- [Material for this exercise]:
----------
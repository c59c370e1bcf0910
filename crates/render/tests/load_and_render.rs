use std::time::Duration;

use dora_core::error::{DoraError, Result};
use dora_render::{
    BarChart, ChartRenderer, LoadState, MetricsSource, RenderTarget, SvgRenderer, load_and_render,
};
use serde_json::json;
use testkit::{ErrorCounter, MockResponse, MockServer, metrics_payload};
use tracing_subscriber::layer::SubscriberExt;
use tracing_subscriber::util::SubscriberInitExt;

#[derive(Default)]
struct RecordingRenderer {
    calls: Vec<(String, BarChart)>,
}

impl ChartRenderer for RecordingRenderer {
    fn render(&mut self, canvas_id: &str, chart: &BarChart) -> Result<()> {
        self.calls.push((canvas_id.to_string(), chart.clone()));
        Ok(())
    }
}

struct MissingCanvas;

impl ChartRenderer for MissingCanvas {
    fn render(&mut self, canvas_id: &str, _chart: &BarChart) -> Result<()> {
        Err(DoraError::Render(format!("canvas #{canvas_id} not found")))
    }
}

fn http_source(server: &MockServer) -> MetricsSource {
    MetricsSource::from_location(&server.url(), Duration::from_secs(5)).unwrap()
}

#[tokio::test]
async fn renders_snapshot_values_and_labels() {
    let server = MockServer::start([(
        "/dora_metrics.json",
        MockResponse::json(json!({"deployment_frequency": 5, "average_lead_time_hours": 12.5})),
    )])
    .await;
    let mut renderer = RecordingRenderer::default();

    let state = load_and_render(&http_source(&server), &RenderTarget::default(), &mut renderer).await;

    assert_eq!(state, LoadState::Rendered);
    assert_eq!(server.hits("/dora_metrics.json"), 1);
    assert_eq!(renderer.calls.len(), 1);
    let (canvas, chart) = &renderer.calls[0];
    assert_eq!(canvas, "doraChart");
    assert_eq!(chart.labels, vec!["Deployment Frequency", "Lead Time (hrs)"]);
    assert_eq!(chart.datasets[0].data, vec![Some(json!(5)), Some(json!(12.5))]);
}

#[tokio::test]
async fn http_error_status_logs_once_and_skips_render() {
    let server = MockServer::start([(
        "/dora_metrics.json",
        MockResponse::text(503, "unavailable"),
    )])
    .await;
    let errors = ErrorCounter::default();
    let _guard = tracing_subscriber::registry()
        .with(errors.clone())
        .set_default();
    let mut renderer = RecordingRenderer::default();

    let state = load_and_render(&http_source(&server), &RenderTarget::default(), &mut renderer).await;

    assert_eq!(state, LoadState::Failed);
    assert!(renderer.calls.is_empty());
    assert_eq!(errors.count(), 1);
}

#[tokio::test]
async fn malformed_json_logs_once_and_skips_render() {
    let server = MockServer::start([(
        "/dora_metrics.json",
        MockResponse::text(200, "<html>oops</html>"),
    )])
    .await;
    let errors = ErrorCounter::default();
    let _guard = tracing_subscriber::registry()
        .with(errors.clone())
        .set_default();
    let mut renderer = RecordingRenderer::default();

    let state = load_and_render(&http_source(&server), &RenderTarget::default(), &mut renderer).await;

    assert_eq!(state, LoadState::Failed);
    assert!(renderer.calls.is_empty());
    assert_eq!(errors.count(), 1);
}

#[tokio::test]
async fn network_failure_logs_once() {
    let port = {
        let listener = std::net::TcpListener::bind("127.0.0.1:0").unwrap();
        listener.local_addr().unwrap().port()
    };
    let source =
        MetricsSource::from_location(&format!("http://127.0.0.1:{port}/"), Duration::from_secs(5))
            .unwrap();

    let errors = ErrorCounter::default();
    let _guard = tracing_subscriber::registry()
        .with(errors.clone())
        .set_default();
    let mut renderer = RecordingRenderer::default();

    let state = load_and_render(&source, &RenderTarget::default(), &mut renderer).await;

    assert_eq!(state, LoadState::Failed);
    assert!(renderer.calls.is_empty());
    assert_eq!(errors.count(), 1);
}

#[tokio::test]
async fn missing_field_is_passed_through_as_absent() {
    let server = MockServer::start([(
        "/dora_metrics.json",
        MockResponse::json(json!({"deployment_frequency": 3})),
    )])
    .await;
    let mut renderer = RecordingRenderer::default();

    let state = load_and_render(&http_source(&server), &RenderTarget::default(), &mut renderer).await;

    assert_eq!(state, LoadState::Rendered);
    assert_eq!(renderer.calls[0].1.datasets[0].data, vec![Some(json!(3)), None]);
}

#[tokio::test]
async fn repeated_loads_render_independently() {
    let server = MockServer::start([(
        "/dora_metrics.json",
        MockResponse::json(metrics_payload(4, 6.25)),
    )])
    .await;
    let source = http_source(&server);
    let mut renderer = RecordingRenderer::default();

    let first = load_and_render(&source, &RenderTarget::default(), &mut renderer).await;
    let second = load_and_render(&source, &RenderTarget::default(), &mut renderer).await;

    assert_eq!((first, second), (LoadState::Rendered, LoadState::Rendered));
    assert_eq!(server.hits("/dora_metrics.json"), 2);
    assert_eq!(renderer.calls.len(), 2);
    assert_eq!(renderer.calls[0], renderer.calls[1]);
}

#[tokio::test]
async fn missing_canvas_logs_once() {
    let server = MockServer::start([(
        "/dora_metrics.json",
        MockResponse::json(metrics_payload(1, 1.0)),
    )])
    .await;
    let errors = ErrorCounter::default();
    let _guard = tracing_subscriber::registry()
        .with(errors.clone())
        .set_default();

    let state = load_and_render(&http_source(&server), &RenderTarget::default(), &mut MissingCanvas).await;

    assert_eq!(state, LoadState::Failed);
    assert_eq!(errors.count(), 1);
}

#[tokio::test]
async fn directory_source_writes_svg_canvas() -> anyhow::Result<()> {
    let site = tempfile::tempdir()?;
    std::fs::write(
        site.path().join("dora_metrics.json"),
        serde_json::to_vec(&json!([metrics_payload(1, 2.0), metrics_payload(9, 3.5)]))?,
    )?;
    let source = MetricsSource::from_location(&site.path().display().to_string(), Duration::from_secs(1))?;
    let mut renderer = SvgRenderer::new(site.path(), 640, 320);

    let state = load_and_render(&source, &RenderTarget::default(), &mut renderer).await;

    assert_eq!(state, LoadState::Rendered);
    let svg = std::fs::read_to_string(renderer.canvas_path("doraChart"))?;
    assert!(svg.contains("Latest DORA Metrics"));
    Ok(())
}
----------
- [Task directions]:
Show the lines where the word "ChartRenderer" appears in the entries.

- [Answer for this exercise]:
    BarChart, ChartRenderer, LoadState, MetricsSource, RenderTarget, SvgRenderer, load_and_render,
impl ChartRenderer for RecordingRenderer {
impl ChartRenderer for MissingCanvas {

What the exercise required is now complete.